A Gaza, des clans, autrefois partenaires du Hamas, le défient: simple nuisance ou véritable menace ?
Alors que la guerre s'éternise et que l'aide humanitaire se raréfie, des clans lourdement armés se dressent ouvertement le groupe terroriste : Pourraient-ils être des partenaires viables pour Israël ?
La semaine dernière, une puissante famille de Gaza a échangé des coups de feu avec des hommes armés du Hamas dans un grand hôpital de Khan Younès. Un conflit qui s’est terminé par des véhicules incendiés et par des équipements détruits.
Le Hamas et le clan Barbakh se sont mutuellement accusés d’avoir été à l’origine de cet affrontement survenu au sein de l’établissement hospitalier : alors que le Hamas a affirmé avoir voulu s’en prendre à un membre de la famille Barbakh qui avait volé des aides humanitaires – le groupe terroriste attribuant également au clan la responsabilité de dégâts qui avaient été causés à l’hôpital – les médias qui s’opposent au Hamas ont prétendu que des hommes de l’organisation au pouvoir dans la bande s’étaient réfugiés à l’intérieur de l’hôpital Nasser après avoir assassiné un membre de cette grande famille.
Cette confrontation sur le terrain s’est ensuite transformée en guerre des mots. La famille Barbakh s’en est prise au groupe dans un message qui a été posté sur une chaîne Telegram qui rassemble des opposants au Hamas – une chaîne populaire – un message qui a prétendu que depuis la prise de contrôle du territoire par le groupe terroriste en 2007, « la famille Barbakh a payé le prix de ses positionnements et elle a subi les répressions du Hamas ».

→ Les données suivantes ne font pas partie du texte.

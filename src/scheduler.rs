//! Clocks and ticking sources for refresh cycles
//!
//! Wall-clock time (cache ages, the clock panel) is read through a [`Clock`],
//! and every feature subscribes to its own [`Ticker`] built from a
//! [`Schedule`]. Both can be advanced deterministically in tests: a
//! [`ManualClock`] is moved by hand and tickers follow tokio's paused clock.

use std::fmt::Debug;
use std::sync::{Arc, Mutex, PoisonError};
use std::time::Duration;

use chrono::{DateTime, Utc};
use tokio::time::{Interval, MissedTickBehavior};

/// Source of wall-clock time
pub trait Clock: Send + Sync + Debug {
    /// Returns the current instant
    fn now(&self) -> DateTime<Utc>;
}

/// Clock shared between all feature controllers
pub type SharedClock = Arc<dyn Clock>;

/// The real system clock
#[derive(Debug, Default, Clone, Copy)]
pub struct SystemClock;

impl Clock for SystemClock {
    fn now(&self) -> DateTime<Utc> {
        Utc::now()
    }
}

/// A clock that only moves when told to
#[derive(Debug)]
pub struct ManualClock {
    now: Mutex<DateTime<Utc>>,
}

impl ManualClock {
    /// Creates a clock frozen at `start`
    pub fn new(start: DateTime<Utc>) -> Self {
        Self {
            now: Mutex::new(start),
        }
    }

    /// Moves the clock forward by `by`
    pub fn advance(&self, by: chrono::Duration) {
        let mut now = self.now.lock().unwrap_or_else(PoisonError::into_inner);
        *now += by;
    }

    /// Jumps the clock to `to`
    pub fn set(&self, to: DateTime<Utc>) {
        *self.now.lock().unwrap_or_else(PoisonError::into_inner) = to;
    }
}

impl Clock for ManualClock {
    fn now(&self) -> DateTime<Utc> {
        *self.now.lock().unwrap_or_else(PoisonError::into_inner)
    }
}

/// How often a feature refreshes
#[derive(Debug, Clone, Copy, PartialEq, Eq)]
pub enum Schedule {
    /// Once at startup, then every period
    Every(Duration),
    /// Once at startup only
    Once,
}

impl Schedule {
    /// Creates the ticking source for this schedule
    ///
    /// Must be called from within a tokio runtime.
    pub fn ticker(self) -> Ticker {
        match self {
            Schedule::Every(period) => {
                // tokio::time::interval panics on a zero period
                let mut interval = tokio::time::interval(period.max(Duration::from_millis(1)));
                interval.set_missed_tick_behavior(MissedTickBehavior::Delay);
                Ticker {
                    interval: Some(interval),
                    fired: false,
                }
            }
            Schedule::Once => Ticker {
                interval: None,
                fired: false,
            },
        }
    }
}

/// Ticking source a single feature task waits on
///
/// The first tick completes immediately. A [`Schedule::Once`] ticker never
/// completes again after that, which keeps it usable inside `tokio::select!`.
#[derive(Debug)]
pub struct Ticker {
    interval: Option<Interval>,
    fired: bool,
}

impl Ticker {
    /// Waits for the next scheduled tick
    pub async fn tick(&mut self) {
        match self.interval.as_mut() {
            Some(interval) => {
                interval.tick().await;
            }
            None if !self.fired => {
                self.fired = true;
            }
            None => std::future::pending::<()>().await,
        }
    }
}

« Le temps de la riposte est venu », était-il écrit dans le post.
Cette famille n’est pas un cas unique. Pour la première fois en presque vingt ans de règne sans partage du Hamas à Gaza, des clans de premier plan et lourdement armés défient ouvertement le groupe terroriste – autant par des déclarations publiques que par des affrontements armés. Une opposition qui vient sérieusement défier les capacités du Hamas, mettant en difficulté son emprise sur l’enclave côtière, et qui survient dans un contexte de déclin de la puissance militaire du groupe et de baisse de sa popularité auprès des habitants de Gaza, alors que la guerre avec Israël, qui dure depuis près de 21 mois, s’est éternisée.
Israël a laissé entendre que les clans pourraient supplanter le Hamas à Gaza, mais cette perspective n’est pas nécessairement réjouissante : même si elles ont commencé à contrer ouvertement le Hamas, les familles continuent, par ailleurs, à âprement critiquer Israël et à s’en distancier.
Si, semble-t-il, certains clans armés gagnent en influence dans certaines parties de Gaza, Michael Milshtein, directeur du Forum d’études palestiniennes à l’Université de Tel Aviv, indique au Times of Israel que le phénomène reste géographiquement limité au sud de la bande de Gaza et qu’il ne constitue pas encore une menace sérieuse susceptible de mettre réellement en danger le Hamas.
« À ce stade, je considère les clans comme une nuisance pour le Hamas, comme un défi que doit relever le groupe terroriste – mais ils ne sont pas encore une véritable menace pour son pouvoir et ils ne sont très certainement pas des partenaires pertinents ou viables pour Israël pour le jour qui suivra la guerre », dit-il.
« Je considère toujours que le Hamas est la force dominante à Gaza, notamment grâce à son unité spéciale ‘Saham’, une unité qui est chargée de maintenir l’ordre public, et c’est le cas en particulier dans le nord de la bande de Gaza », déclare-t-il. « Dans le sud, où l’armée israélienne exerce un plus grand contrôle, nous observons davantage de phénomènes en lien avec les clans ».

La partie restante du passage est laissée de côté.